Theme: It's Big Band Week; where's John Stevens when you need him?

At least that's the way events panned out in my living room last weekend, over a round of Fleer's new "American Idol" collectible card game.

Last month, the trading-card giant released its must-have 110-card game set based on season three of the national music competition. It's a relatively simple game for two to six players, ages 9 and up, which mirrors the popular TV series in many respects. Players match singers (all 32 semifinalists, including local entrants Velasco, Jasmine Trias and Jonah Moananu) to songs and earn appraisals from judges. If recent sales are any indication, it appears the game is almost as much the rage as the show itself.

Ted Mays, owner of Gecko Books & Comics, was one of the first to introduce them to Hawaii. "They sold out right away," says Mays, whose initial order of 10 sets, retailing at $9.99 each, were wiped out in short time at his Honolulu and Kailua outlets. "Within a day or two, they were all gone without any fanfare."

Mays' West Coast distributor hasn't been able to meet demand, but Mays is expecting to be restocked soon with up to 30 more sets from an East Coast supplier.

Two weeks ago he discovered that Fleer was also rushing out sets of "American Idol" trading cards. While advance notice in the trading-card business runs about three months ahead of distribution, retailers were given a week's notice of their arrival. Mays jumped at the opportunity to procure as many boxes as he could.

"We pretty much cornered the market in Hawaii because I was the first person to call my distributor, so I just about took everything that was available," Mays says with a chuckle. "Out of the 20 boxes to hit the island, we had 16 of them."

In addition to the trading cards, which go for $1.99 a pack, each full box (36 packs) contains two special pieces of either memorabilia cards, which include a 1-inch snippet of an article of clothing from "Idol" stars, or autographs from one of the top 12 singers, judge Randy Jackson, host Ryan Seacrest or William Hung, the wildly popular "AI" reject. Within a week's time, Mays had sold out his entire allotment of cards.

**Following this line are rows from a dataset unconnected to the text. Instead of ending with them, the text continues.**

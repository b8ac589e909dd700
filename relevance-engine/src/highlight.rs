use newsdeck_core::HighlightLevel;

pub const LOW_THRESHOLD: u8 = 20;
pub const MEDIUM_THRESHOLD: u8 = 50;
pub const HIGH_THRESHOLD: u8 = 75;

/// Maps a relevance percentage to its highlight tier. Each band includes its
/// lower bound.
pub fn classify(percentage: u8) -> HighlightLevel {
    match percentage {
        p if p < LOW_THRESHOLD => HighlightLevel::None,
        p if p < MEDIUM_THRESHOLD => HighlightLevel::Low,
        p if p < HIGH_THRESHOLD => HighlightLevel::Medium,
        _ => HighlightLevel::High,
    }
}
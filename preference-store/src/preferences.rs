use crate::PreferenceStore;
use newsdeck_core::{CoreError, FilterPreferences, HighlightPreferences, SortCriterion};
use serde::de::DeserializeOwned;
use serde::Serialize;
use serde_json::{Map, Value};
use tracing::warn;

pub const FILTER_PREFERENCES_KEY: &str = "filter-preferences";
pub const HIGHLIGHT_PREFERENCES_KEY: &str = "highlight-preferences";
pub const SORT_PREFERENCE_KEY: &str = "sort-preferences";

pub async fn load_filter_preferences(
    store: &PreferenceStore,
) -> Result<FilterPreferences, CoreError> {
    load_json(store, FILTER_PREFERENCES_KEY).await
}

pub async fn save_filter_preferences(
    store: &PreferenceStore,
    prefs: &FilterPreferences,
) -> Result<(), CoreError> {
    save_json(store, FILTER_PREFERENCES_KEY, prefs).await
}

pub async fn load_highlight_preferences(
    store: &PreferenceStore,
) -> Result<HighlightPreferences, CoreError> {
    load_json(store, HIGHLIGHT_PREFERENCES_KEY).await
}

pub async fn save_highlight_preferences(
    store: &PreferenceStore,
    prefs: &HighlightPreferences,
) -> Result<(), CoreError> {
    save_json(store, HIGHLIGHT_PREFERENCES_KEY, prefs).await
}

/// The sort choice is stored as the bare criterion name, not JSON.
pub async fn load_sort_criterion(store: &PreferenceStore) -> Result<SortCriterion, CoreError> {
    let Some(raw) = store.get(SORT_PREFERENCE_KEY).await? else {
        return Ok(SortCriterion::default());
    };
    Ok(raw.parse().unwrap_or_else(|e| {
        warn!("Ignoring stored sort preference: {}", e);
        SortCriterion::default()
    }))
}

pub async fn save_sort_criterion(
    store: &PreferenceStore,
    criterion: SortCriterion,
) -> Result<(), CoreError> {
    store.set(SORT_PREFERENCE_KEY, criterion.as_str()).await
}

/// Reads a JSON document. Absent documents take the type's defaults; a
/// document that fails to parse keeps every field that still reads on its own.
/// Only storage failures are errors.
async fn load_json<T>(store: &PreferenceStore, key: &str) -> Result<T, CoreError>
where
    T: DeserializeOwned + Default,
{
    let Some(raw) = store.get(key).await? else {
        return Ok(T::default());
    };
    match serde_json::from_str(&raw) {
        Ok(value) => Ok(value),
        Err(e) => {
            warn!("Stored {} is malformed, keeping readable fields: {}", key, e);
            Ok(salvage_fields(&raw, key))
        }
    }
}

/// Rebuilds a document field by field on top of the defaults, dropping the
/// fields that fail to deserialize.
fn salvage_fields<T>(raw: &str, key: &str) -> T
where
    T: DeserializeOwned + Default,
{
    let Ok(Value::Object(stored)) = serde_json::from_str::<Value>(raw) else {
        return T::default();
    };

    let mut kept = Map::new();
    for (field, value) in stored {
        kept.insert(field.clone(), value);
        if serde_json::from_value::<T>(Value::Object(kept.clone())).is_err() {
            warn!("Ignoring stored {}.{}", key, field);
            kept.remove(&field);
        }
    }
    serde_json::from_value(Value::Object(kept)).unwrap_or_default()
}

async fn save_json<T: Serialize>(
    store: &PreferenceStore,
    key: &str,
    value: &T,
) -> Result<(), CoreError> {
    let raw = serde_json::to_string(value)?;
    store.set(key, &raw).await
}
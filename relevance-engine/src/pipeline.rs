use crate::filter::filter_items_at;
use crate::highlight::classify;
use crate::normalize::normalize_batch;
use crate::ranking::rank_items;
use crate::scoring::score_with_preferences;
use chrono::{DateTime, Utc};
use newsdeck_core::{
    EnhancedItem, FilterPreferences, HighlightLevel, HighlightPreferences, Item, SortCriterion,
};
use tracing::debug;

/// Scores, normalizes and classifies a batch. Percentages are relative to the
/// best raw score in `items`, so the whole batch must be passed at once.
pub fn enhance_items(items: Vec<Item>, prefs: &HighlightPreferences) -> Vec<EnhancedItem> {
    let scores: Vec<_> = items
        .iter()
        .map(|item| score_with_preferences(item, prefs))
        .collect();
    let raws: Vec<f64> = scores.iter().map(|s| s.raw).collect();
    let percentages = normalize_batch(&raws);

    let enhanced: Vec<EnhancedItem> = items
        .into_iter()
        .zip(scores)
        .zip(percentages)
        .map(|((item, score), percentage)| {
            let highlight_level = if prefs.enable_highlighting {
                classify(percentage)
            } else {
                HighlightLevel::None
            };
            EnhancedItem {
                item,
                relevance_score: score.raw,
                relevance_percentage: percentage,
                matched_categories: score.matched_categories,
                matched_keywords: score.matched_keywords,
                highlight_level,
            }
        })
        .collect();

    debug!(
        "Enhanced {} items ({} highlighted)",
        enhanced.len(),
        enhanced
            .iter()
            .filter(|e| e.highlight_level != HighlightLevel::None)
            .count()
    );
    enhanced
}

/// The full chain: filter, score, normalize, classify, rank.
pub struct Pipeline<'a> {
    filter: &'a FilterPreferences,
    highlight: &'a HighlightPreferences,
    sort: SortCriterion,
    now: Option<DateTime<Utc>>,
}

impl<'a> Pipeline<'a> {
    pub fn new(filter: &'a FilterPreferences, highlight: &'a HighlightPreferences) -> Self {
        Self {
            filter,
            highlight,
            sort: SortCriterion::default(),
            now: None,
        }
    }

    pub fn with_sort(mut self, sort: SortCriterion) -> Self {
        self.sort = sort;
        self
    }

    /// Pins the clock used by the time-window filter.
    pub fn with_now(mut self, now: DateTime<Utc>) -> Self {
        self.now = Some(now);
        self
    }

    pub fn run(&self, items: Vec<Item>) -> Vec<EnhancedItem> {
        let now = self.now.unwrap_or_else(Utc::now);
        let filtered = filter_items_at(items, self.filter, now);
        let enhanced = enhance_items(filtered, self.highlight);
        let ranked = rank_items(&enhanced, self.sort);
        debug!("Pipeline produced {} items sorted by {}", ranked.len(), self.sort);
        ranked
    }
}
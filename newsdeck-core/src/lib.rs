pub mod categories;
pub mod config;
pub mod error;
pub mod error_utils;
mod lenient;
pub mod preferences;
pub mod types;

pub use categories::*;
pub use config::*;
pub use error::*;
pub use error_utils::*;
pub use preferences::*;
pub use types::*;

So who's scooping up these "America Idol" collectibles?

"Everybody," Mays says. "Anybody and everybody who sees them, pretty much. If I really put my mind to it, I could probably sell anybody who walked in the door a pack. All I have to do is be sitting here talking to one of my friends about the Jasmine Trias autograph and they'll be like, 'What? You know, my wife or my daughter would love one of those!'

"The first thing everyone says is, 'Hey, Jasmine has braces on in the picture,' and the next reaction is, 'Oh, my wife's gonna freak!' 'cause men won't admit they watch the show, apparently," he quips. "Hawaii's always had a long tradition of supporting the people that make it on the mainland, whether in sports or entertainment or whatever. The roots run deep here."